Pertanyaan telah diajukan tentang bagaimana para penyerang berhasil menghindari deteksi di daerah perbatasan dengan kehadiran militer yang banyak.
Mayor Jenderal Dick Olum mengatakan intelijen telah menyarankan kehadiran ADF di daerah tersebut setidaknya dua hari sebelum serangan, dan penyelidikan akan diperlukan untuk menentukan apa yang salah.
Keluarga berduka
Banyak dari korban dibakar tanpa bisa dikenali, upaya yang membuat frustrasi untuk mengidentifikasi orang mati dan menghitung yang hilang.
Di kamar mayat di Bwera, sebuah kota dekat Mpondwe, keluarga tidak dapat dihibur karena jenazah orang yang mereka cintai ditempatkan di peti mati dan dibawa pergi untuk dimakamkan.

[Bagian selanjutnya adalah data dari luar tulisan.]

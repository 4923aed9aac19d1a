use axum::{
    extract::{Path, Query, State},
    http::StatusCode,
    response::{IntoResponse, Response},
    Json,
};
use nr_core::{Article, Error, NewsQuery, QueryResult};
use serde::{Deserialize, Serialize};
use std::sync::Arc;
use crate::AppState;

#[derive(Debug, Serialize, Deserialize)]
#[serde(rename_all = "camelCase")]
pub struct ApiResponse {
    pub articles: Option<Vec<Article>>,
    pub query: String,
    pub total_results: usize,
}

impl ApiResponse {
    pub fn rejected(query: String) -> Self {
        Self {
            articles: None,
            query,
            total_results: 0,
        }
    }
}

impl From<QueryResult> for ApiResponse {
    fn from(result: QueryResult) -> Self {
        Self {
            total_results: result.total_results,
            articles: Some(result.articles),
            query: result.query,
        }
    }
}

#[derive(Debug, Deserialize)]
pub struct NameParams {
    pub name: String,
}

#[derive(Debug, Deserialize)]
pub struct ScoreParams {
    #[serde(default = "default_threshold")]
    pub threshold: f64,
}

#[derive(Debug, Deserialize)]
pub struct SearchParams {
    pub query: String,
}

#[derive(Debug, Deserialize)]
pub struct NearbyParams {
    pub lat: f64,
    pub lon: f64,
    #[serde(default = "default_radius")]
    pub radius: f64,
}

#[derive(Debug, Deserialize)]
pub struct QueryRequest {
    #[serde(default)]
    pub query: Option<String>,
}

fn default_threshold() -> f64 {
    0.7
}

fn default_radius() -> f64 {
    10.0
}

async fn run(state: &AppState, query: NewsQuery) -> Response {
    let descriptor = query.descriptor();
    match state.service.execute(query, None).await {
        Ok(result) => Json(ApiResponse::from(result)).into_response(),
        Err(Error::InvalidArgument(reason)) => {
            tracing::warn!(query = %descriptor, "Rejected request: {}", reason);
            (StatusCode::BAD_REQUEST, Json(ApiResponse::rejected(descriptor))).into_response()
        }
        Err(e) => {
            tracing::error!(query = %descriptor, "Query failed: {}", e);
            (StatusCode::INTERNAL_SERVER_ERROR, Json(ApiResponse::rejected(descriptor))).into_response()
        }
    }
}

pub async fn by_category(
    State(state): State<Arc<AppState>>,
    Query(params): Query<NameParams>,
) -> Response {
    run(&state, NewsQuery::Category(params.name)).await
}

pub async fn by_score(
    State(state): State<Arc<AppState>>,
    Query(params): Query<ScoreParams>,
) -> Response {
    run(&state, NewsQuery::Score(params.threshold)).await
}

pub async fn search(
    State(state): State<Arc<AppState>>,
    Query(params): Query<SearchParams>,
) -> Response {
    run(&state, NewsQuery::Search(params.query)).await
}

pub async fn by_source(
    State(state): State<Arc<AppState>>,
    Query(params): Query<NameParams>,
) -> Response {
    run(&state, NewsQuery::Source(params.name)).await
}

pub async fn nearby(
    State(state): State<Arc<AppState>>,
    Query(params): Query<NearbyParams>,
) -> Response {
    let query = NewsQuery::Nearby {
        lat: params.lat,
        lon: params.lon,
        radius_km: params.radius,
    };
    run(&state, query).await
}

pub async fn natural_query(
    State(state): State<Arc<AppState>>,
    Json(request): Json<QueryRequest>,
) -> Response {
    run(&state, NewsQuery::Natural(request.query.unwrap_or_default())).await
}

pub async fn summary(
    State(state): State<Arc<AppState>>,
    Path(id): Path<String>,
) -> Response {
    match state.service.summary_by_id(&id).await {
        Ok(summary) => Json(summary).into_response(),
        Err(Error::NotFound(_)) => (StatusCode::NOT_FOUND, "Article not found").into_response(),
        Err(e) => {
            tracing::error!(article_id = %id, "Summary lookup failed: {}", e);
            (StatusCode::INTERNAL_SERVER_ERROR, "Failed to generate summary").into_response()
        }
    }
}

Selevest Mapoze, walikota kota Mpondwe-Lhubiriha, mengatakan “sebagian besar anggota keluarga datang untuk mengambil jenazah mereka” dari kamar mayat.
Tetapi bagi banyak orang lainnya, tidak ada kabar tentang anggota keluarga yang hilang. Mayat hangus tak dikenal dikirim ke kota Fort Portal untuk tes DNA.
“Kami tahu bahwa 20 siswa, semuanya perempuan, dibacok sampai mati dengan parang, dan 17 anak laki-laki dibakar sementara bom bensin dilemparkan ke kediaman mereka,” kata Catherine Soi dari Al Jazeera, melaporkan dari ibu kota Kenya, Nairobi.
Siapa ADF itu?
ADF, yang oleh AS telah ditetapkan sebagai kelompok “teroris”, dianggap yang paling mematikan dari puluhan milisi bersenjata yang berkeliaran di DRC timur yang kaya mineral. Pada bulan Maret, Washington mengumumkan hadiah hingga $5 juta untuk informasi yang mengarah pada penangkapan pemimpin ADF.
ADF dibentuk pada tahun 1995 oleh koalisi pasukan pemberontak – termasuk Tentara Pembebasan Muslim Uganda dan Tentara Nasional untuk Pembebasan Uganda (NALU) – untuk melawan pemerintahan Museveni, yang sejak itu memegang kekuasaan di negara Afrika Timur itu. memiliki. 1986.
Selama bertahun-tahun, kelompok tersebut didukung oleh pemerintah DRC berturut-turut yang ingin melemahkan pengaruh Rwanda dan Uganda di negara tersebut.
Namun pada 2013, ADF mulai menyerang sasaran militer Kongo, mendorong tentara untuk melawan. Akibatnya, pemimpin ADF Jamil Mukulu melarikan diri ke Tanzania pada tahun 2015, di mana dia ditangkap dan diekstradisi ke negara asalnya untuk menghadapi tuduhan “terorisme”.
Serangan ADF sebelumnya
Ini bukanlah serangan pertama terhadap sebuah sekolah di Uganda oleh ADF. Pada bulan Juni 1998, 80 mahasiswa dibakar sampai mati di asrama mereka dalam serangan ADF di Kichwamba Technical Institute dekat perbatasan DRC. Lebih dari 100 siswa diculik.
Pihak berwenang Uganda juga menyalahkan kelompok tersebut atas pemboman bunuh diri yang mematikan di ibu kota pada tahun 2021, setelah itu meluncurkan operasi militer bersama di DRC. Namun tindakan tersebut sejauh ini gagal menghentikan serangan ADF.